Collected data:
use std::collections::BTreeMap;
use std::path::PathBuf;

use serde_json::Value;

use crate::design::DesignSnapshot;
use crate::error::ProductionError;

/// One card of an order with its design record.
#[derive(Debug, Clone, PartialEq)]
pub struct CardRecord {
    pub id: Option<String>,
    pub design: DesignSnapshot,
}

impl CardRecord {
    pub fn new(id: Option<String>, design: DesignSnapshot) -> Self {
        Self { id, design }
    }

    /// Accepts `{"design_data": {...}}`, `{"design_snapshot": {...}}` or a
    /// bare design object.
    pub fn from_value(value: Value) -> Result<Self, ProductionError> {
        let Value::Object(mut fields) = value else {
            return Err(ProductionError::InvalidConfiguration(
                "order card must be a JSON object".to_string(),
            ));
        };
        let id = fields.get("id").and_then(|v| match v {
            Value::String(s) => Some(s.clone()),
            Value::Number(n) => Some(n.to_string()),
            _ => None,
        });
        for key in ["design_data", "design_snapshot"] {
            if let Some(Value::Object(design)) = fields.remove(key) {
                return Ok(Self::new(id, DesignSnapshot::new(design)));
            }
        }
        fields.remove("id");
        Ok(Self::new(id, DesignSnapshot::new(fields)))
    }
}

#[derive(Debug, Clone, PartialEq)]
pub struct OrderRecord {
    pub id: String,
    pub cards: Vec<CardRecord>,
}

impl OrderRecord {
    pub fn new(id: impl Into<String>, cards: Vec<CardRecord>) -> Self {
        Self {
            id: id.into(),
            cards,
        }
    }

    pub fn from_json_str(text: &str, fallback_id: &str) -> Result<Self, ProductionError> {
        let value: Value = serde_json::from_str(text)?;
        let Value::Object(mut fields) = value else {
            return Err(ProductionError::InvalidConfiguration(format!(
                "order {fallback_id} is not a JSON object"
            )));
        };
        let id = fields
            .get("id")
            .and_then(Value::as_str)
            .filter(|s| !s.trim().is_empty())
            .unwrap_or(fallback_id)
            .to_string();
        let cards = match fields.remove("cards") {
            Some(Value::Array(items)) => items
                .into_iter()
                .map(CardRecord::from_value)
                .collect::<Result<Vec<_>, _>>()?,
            Some(Value::Null) | None => Vec::new(),
            Some(_) => {
                return Err(ProductionError::InvalidConfiguration(format!(
                    "order {id}: cards must be an array"
                )));
            }
        };
        Ok(Self { id, cards })
    }
}

/// The trimmed id when it names exactly one entry inside a directory: no
/// separators, drive prefixes or dot segments.
pub fn order_path_component(order_id: &str) -> Option<&str> {
    let id = order_id.trim();
    if id.is_empty() || id.contains(['/', '\\', ':']) || id == "." || id == ".." {
        return None;
    }
    Some(id)
}

/// Ordered card designs for an order id.
pub trait OrderStore: Send + Sync {
    /// `OrderNotFound` when the id is unknown. An order with no cards is
    /// returned as-is; the pipeline reports it.
    fn load(&self, order_id: &str) -> Result<OrderRecord, ProductionError>;
}

/// Reads `<root>/<order_id>.json`.
#[derive(Debug, Clone)]
pub struct DirOrderStore {
    root: PathBuf,
}

impl DirOrderStore {
    pub fn new(root: impl Into<PathBuf>) -> Self {
        Self { root: root.into() }
    }

    fn path_for(&self, order_id: &str) -> Option<PathBuf> {
        let id = order_path_component(order_id)?;
        Some(self.root.join(format!("{id}.json")))
    }
}

impl OrderStore for DirOrderStore {
    fn load(&self, order_id: &str) -> Result<OrderRecord, ProductionError> {
        let path = self
            .path_for(order_id)
            .ok_or_else(|| ProductionError::OrderNotFound(order_id.to_string()))?;
        let text = match std::fs::read_to_string(&path) {
            Ok(text) => text,
            Err(err) if err.kind() == std::io::ErrorKind::NotFound => {
                return Err(ProductionError::OrderNotFound(order_id.to_string()));
            }
            Err(err) => return Err(err.into()),
        };
        log::debug!("loaded order {} from {}", order_id, path.display());
        OrderRecord::from_json_str(&text, order_id.trim())
    }
}

#[derive(Debug, Clone, Default)]
pub struct MemoryOrderStore {
    orders: BTreeMap<String, OrderRecord>,
}

impl MemoryOrderStore {
    pub fn new() -> Self {
        Self::default()
    }

    pub fn insert(&mut self, order: OrderRecord) {
        self.orders.insert(order.id.clone(), order);
    }
}

impl OrderStore for MemoryOrderStore {
    fn load(&self, order_id: &str) -> Result<OrderRecord, ProductionError> {
        self.orders
            .get(order_id)
            .cloned()
            .ok_or_else(|| ProductionError::OrderNotFound(order_id.to_string()))
    }
}

/// First eight id characters without hyphens, lowercased; `ord` when blank.
pub fn short_order_id(order_id: &str) -> String {
    let compact: String = order_id.trim().chars().filter(|c| *c != '-').collect();
    let base = if compact.is_empty() {
        "ord".to_string()
    } else {
        compact
    };
    base.to_lowercase().chars().take(8).collect()
}

#[cfg(test)]
mod tests {
    use super::*;
    use serde_json::json;

    #[test]
    fn card_shapes_are_all_accepted() {
        let a = CardRecord::from_value(json!({"id": "c1", "design_data": {"playerName": "A"}}))
            .expect("design_data");
        assert_eq!(a.id.as_deref(), Some("c1"));
        assert_eq!(a.design.text(&["playerName"]), Some("A"));

        let b = CardRecord::from_value(json!({"design_snapshot": {"teamName": "B"}}))
            .expect("design_snapshot");
        assert_eq!(b.id, None);
        assert_eq!(b.design.text(&["teamName"]), Some("B"));

        let c = CardRecord::from_value(json!({"id": 7, "hero_url": "h.png"})).expect("bare");
        assert_eq!(c.id.as_deref(), Some("7"));
        assert_eq!(c.design.hero_ref(), Some("h.png"));
        assert!(c.design.text(&["id"]).is_none());

        assert!(CardRecord::from_value(json!([1, 2])).is_err());
    }

    #[test]
    fn dir_store_distinguishes_missing_from_empty() {
        let dir = tempfile::tempdir().expect("tempdir");
        std::fs::write(dir.path().join("empty.json"), r#"{"id":"empty","cards":[]}"#)
            .expect("write");
        let store = DirOrderStore::new(dir.path());

        let empty = store.load("empty").expect("empty order loads");
        assert!(empty.cards.is_empty());

        assert!(matches!(
            store.load("nope"),
            Err(ProductionError::OrderNotFound(id)) if id == "nope"
        ));
        assert!(matches!(
            store.load("../empty"),
            Err(ProductionError::OrderNotFound(_))
        ));
    }

    #[test]
    fn order_id_defaults_to_file_name() {
        let order = OrderRecord::from_json_str(r#"{"cards":[{"hero_url":"x"}]}"#, "abc")
            .expect("order");
        assert_eq!(order.id, "abc");
        assert_eq!(order.cards.len(), 1);
    }

    #[test]
    fn short_ids_follow_file_naming() {
        assert_eq!(short_order_id("3F2A9C1D-77aa-4b1e-9d0e-123456789abc"), "3f2a9c1d");
        assert_eq!(short_order_id("AB-c"), "abc");
        assert_eq!(short_order_id("  "), "ord");
    }
}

- What to do -
How many lines in the records above contain the word "impl"? Answer with the number only.

- Worked solution -
8